**About this exercise**
Go through the records below and write each one out again unchanged.

[Records supplied Boundary: Start]

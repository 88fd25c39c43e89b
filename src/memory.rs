//! In-memory database implementing the resource traits.
//!
//! Understands just enough SQL to drive the interceptor end to end:
//!
//! ```text
//! CREATE TABLE <name> ...
//! INSERT INTO <name> VALUES (<literal>, ...)   -- or (?, ...) when prepared
//! SELECT ... FROM <name>
//! CALL <procedure>(?)                          -- out params get the row total
//! FAIL ...                                     -- always errors
//! ```
//!
//! Inserts made with auto-commit off stay private to the connection until
//! `commit()`.

use std::collections::{BTreeMap, BTreeSet, HashMap};
use std::sync::Arc;
use std::time::Duration;

use parking_lot::Mutex;
use thiserror::Error;
use uuid::Uuid;

use crate::resource::{CallableStatement, Connection, PreparedStatement, Statement, Value};

pub type Rows = Vec<Vec<Value>>;

#[derive(Debug, Clone, PartialEq, Error)]
pub enum MemoryError {
    #[error("connection or statement is closed")]
    Closed,

    #[error("no such table: {0}")]
    NoSuchTable(String),

    #[error("unsupported statement: {0}")]
    Syntax(String),

    #[error("statement failed: {0}")]
    Failed(String),

    #[error("parameter {0} is not bound")]
    Unbound(usize),

    #[error("parameter {0} was not registered as out parameter")]
    NotRegistered(usize),
}

/// Shared store; clones see the same tables.
#[derive(Debug, Clone, Default)]
pub struct MemoryDatabase {
    tables: Arc<Mutex<HashMap<String, Rows>>>,
    latency: Duration,
}

impl MemoryDatabase {
    pub fn new() -> Self {
        Self::default()
    }

    /// Sleep this long inside every executed statement.
    pub fn with_latency(mut self, latency: Duration) -> Self {
        self.latency = latency;
        self
    }

    pub fn connect(&self) -> MemoryConnection {
        MemoryConnection {
            id: Uuid::new_v4(),
            db: self.clone(),
            session: Arc::new(Mutex::new(Session {
                closed: false,
                auto_commit: true,
                pending: Vec::new(),
            })),
        }
    }

    pub fn row_count(&self, table: &str) -> usize {
        self.tables.lock().get(table).map_or(0, Vec::len)
    }

    fn total_rows(&self) -> usize {
        self.tables.lock().values().map(Vec::len).sum()
    }
}

// ─── Connection ──────────────────────────────────────────────────

#[derive(Debug)]
struct Session {
    closed: bool,
    auto_commit: bool,
    pending: Vec<(String, Vec<Value>)>,
}

#[derive(Debug)]
pub struct MemoryConnection {
    id: Uuid,
    db: MemoryDatabase,
    session: Arc<Mutex<Session>>,
}

#[derive(Debug, Clone, PartialEq)]
pub struct MemoryMetadata {
    pub product: &'static str,
    pub version: &'static str,
    pub connection_id: Uuid,
}

impl MemoryConnection {
    pub fn id(&self) -> Uuid {
        self.id
    }

    fn open_statement(&self, sql: Option<&str>) -> Result<MemoryStatement, MemoryError> {
        self.ensure_open()?;
        Ok(MemoryStatement {
            db: self.db.clone(),
            session: self.session.clone(),
            sql: sql.map(str::to_owned),
            params: BTreeMap::new(),
            batch: Vec::new(),
            registered: BTreeSet::new(),
            out: BTreeMap::new(),
            closed: false,
        })
    }

    fn ensure_open(&self) -> Result<(), MemoryError> {
        if self.session.lock().closed {
            Err(MemoryError::Closed)
        } else {
            Ok(())
        }
    }
}

impl Connection for MemoryConnection {
    type Error = MemoryError;
    type Metadata = MemoryMetadata;
    type Statement = MemoryStatement;
    type Prepared = MemoryStatement;
    type Callable = MemoryStatement;

    fn create_statement(&mut self) -> Result<MemoryStatement, MemoryError> {
        self.open_statement(None)
    }

    fn prepare_statement(&mut self, sql: &str) -> Result<MemoryStatement, MemoryError> {
        self.open_statement(Some(sql))
    }

    fn prepare_call(&mut self, sql: &str) -> Result<MemoryStatement, MemoryError> {
        self.open_statement(Some(sql))
    }

    fn commit(&mut self) -> Result<(), MemoryError> {
        self.ensure_open()?;
        let pending = std::mem::take(&mut self.session.lock().pending);
        let mut tables = self.db.tables.lock();
        for (table, row) in pending {
            tables.entry(table).or_default().push(row);
        }
        Ok(())
    }

    fn rollback(&mut self) -> Result<(), MemoryError> {
        self.ensure_open()?;
        self.session.lock().pending.clear();
        Ok(())
    }

    fn metadata(&self) -> Result<MemoryMetadata, MemoryError> {
        self.ensure_open()?;
        Ok(MemoryMetadata {
            product: "memory",
            version: env!("CARGO_PKG_VERSION"),
            connection_id: self.id,
        })
    }

    fn set_auto_commit(&mut self, enabled: bool) -> Result<(), MemoryError> {
        self.ensure_open()?;
        self.session.lock().auto_commit = enabled;
        Ok(())
    }

    fn is_closed(&self) -> bool {
        self.session.lock().closed
    }

    fn close(&mut self) -> Result<(), MemoryError> {
        let mut session = self.session.lock();
        session.closed = true;
        session.pending.clear();
        Ok(())
    }
}

// ─── Statement ───────────────────────────────────────────────────

#[derive(Debug)]
enum Batched {
    Sql(String),
    Params(Vec<Value>),
}

enum Outcome {
    Rows(Rows),
    Updated(u64),
    Done,
}

/// One type serves plain, prepared and callable statements.
#[derive(Debug)]
pub struct MemoryStatement {
    db: MemoryDatabase,
    session: Arc<Mutex<Session>>,
    sql: Option<String>,
    params: BTreeMap<usize, Value>,
    batch: Vec<Batched>,
    registered: BTreeSet<usize>,
    out: BTreeMap<usize, Value>,
    closed: bool,
}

[Records supplied Boundary: End]

**Answer section**
repository 88fd25c39c43e89b
filename src/memory.rs
//! In-memory database implementing the resource traits.
//!
//! Understands just enough SQL to drive the interceptor end to end:
//!
//! ```text
//! CREATE TABLE <name> ...
//! INSERT INTO <name> VALUES (<literal>, ...)   -- or (?, ...) when prepared
//! SELECT ... FROM <name>
//! CALL <procedure>(?)                          -- out params get the row total
//! FAIL ...                                     -- always errors
//! ```
//!
//! Inserts made with auto-commit off stay private to the connection until
//! `commit()`.

use std::collections::{BTreeMap, BTreeSet, HashMap};
use std::sync::Arc;
use std::time::Duration;

use parking_lot::Mutex;
use thiserror::Error;
use uuid::Uuid;

use crate::resource::{CallableStatement, Connection, PreparedStatement, Statement, Value};

pub type Rows = Vec<Vec<Value>>;

#[derive(Debug, Clone, PartialEq, Error)]
pub enum MemoryError {
    #[error("connection or statement is closed")]
    Closed,

    #[error("no such table: {0}")]
    NoSuchTable(String),

    #[error("unsupported statement: {0}")]
    Syntax(String),

    #[error("statement failed: {0}")]
    Failed(String),

    #[error("parameter {0} is not bound")]
    Unbound(usize),

    #[error("parameter {0} was not registered as out parameter")]
    NotRegistered(usize),
}

/// Shared store; clones see the same tables.
#[derive(Debug, Clone, Default)]
pub struct MemoryDatabase {
    tables: Arc<Mutex<HashMap<String, Rows>>>,
    latency: Duration,
}

impl MemoryDatabase {
    pub fn new() -> Self {
        Self::default()
    }

    /// Sleep this long inside every executed statement.
    pub fn with_latency(mut self, latency: Duration) -> Self {
        self.latency = latency;
        self
    }

    pub fn connect(&self) -> MemoryConnection {
        MemoryConnection {
            id: Uuid::new_v4(),
            db: self.clone(),
            session: Arc::new(Mutex::new(Session {
                closed: false,
                auto_commit: true,
                pending: Vec::new(),
            })),
        }
    }

    pub fn row_count(&self, table: &str) -> usize {
        self.tables.lock().get(table).map_or(0, Vec::len)
    }

    fn total_rows(&self) -> usize {
        self.tables.lock().values().map(Vec::len).sum()
    }
}

// ─── Connection ──────────────────────────────────────────────────

#[derive(Debug)]
struct Session {
    closed: bool,
    auto_commit: bool,
    pending: Vec<(String, Vec<Value>)>,
}

#[derive(Debug)]
pub struct MemoryConnection {
    id: Uuid,
    db: MemoryDatabase,
    session: Arc<Mutex<Session>>,
}

#[derive(Debug, Clone, PartialEq)]
pub struct MemoryMetadata {
    pub product: &'static str,
    pub version: &'static str,
    pub connection_id: Uuid,
}

impl MemoryConnection {
    pub fn id(&self) -> Uuid {
        self.id
    }

    fn open_statement(&self, sql: Option<&str>) -> Result<MemoryStatement, MemoryError> {
        self.ensure_open()?;
        Ok(MemoryStatement {
            db: self.db.clone(),
            session: self.session.clone(),
            sql: sql.map(str::to_owned),
            params: BTreeMap::new(),
            batch: Vec::new(),
            registered: BTreeSet::new(),
            out: BTreeMap::new(),
            closed: false,
        })
    }

    fn ensure_open(&self) -> Result<(), MemoryError> {
        if self.session.lock().closed {
            Err(MemoryError::Closed)
        } else {
            Ok(())
        }
    }
}

impl Connection for MemoryConnection {
    type Error = MemoryError;
    type Metadata = MemoryMetadata;
    type Statement = MemoryStatement;
    type Prepared = MemoryStatement;
    type Callable = MemoryStatement;

    fn create_statement(&mut self) -> Result<MemoryStatement, MemoryError> {
        self.open_statement(None)
    }

    fn prepare_statement(&mut self, sql: &str) -> Result<MemoryStatement, MemoryError> {
        self.open_statement(Some(sql))
    }

    fn prepare_call(&mut self, sql: &str) -> Result<MemoryStatement, MemoryError> {
        self.open_statement(Some(sql))
    }

    fn commit(&mut self) -> Result<(), MemoryError> {
        self.ensure_open()?;
        let pending = std::mem::take(&mut self.session.lock().pending);
        let mut tables = self.db.tables.lock();
        for (table, row) in pending {
            tables.entry(table).or_default().push(row);
        }
        Ok(())
    }

    fn rollback(&mut self) -> Result<(), MemoryError> {
        self.ensure_open()?;
        self.session.lock().pending.clear();
        Ok(())
    }

    fn metadata(&self) -> Result<MemoryMetadata, MemoryError> {
        self.ensure_open()?;
        Ok(MemoryMetadata {
            product: "memory",
            version: env!("CARGO_PKG_VERSION"),
            connection_id: self.id,
        })
    }

    fn set_auto_commit(&mut self, enabled: bool) -> Result<(), MemoryError> {
        self.ensure_open()?;
        self.session.lock().auto_commit = enabled;
        Ok(())
    }

    fn is_closed(&self) -> bool {
        self.session.lock().closed
    }

    fn close(&mut self) -> Result<(), MemoryError> {
        let mut session = self.session.lock();
        session.closed = true;
        session.pending.clear();
        Ok(())
    }
}

// ─── Statement ───────────────────────────────────────────────────

#[derive(Debug)]
enum Batched {
    Sql(String),
    Params(Vec<Value>),
}

enum Outcome {
    Rows(Rows),
    Updated(u64),
    Done,
}

/// One type serves plain, prepared and callable statements.
#[derive(Debug)]
pub struct MemoryStatement {
    db: MemoryDatabase,
    session: Arc<Mutex<Session>>,
    sql: Option<String>,
    params: BTreeMap<usize, Value>,
    batch: Vec<Batched>,
    registered: BTreeSet<usize>,
    out: BTreeMap<usize, Value>,
    closed: bool,
}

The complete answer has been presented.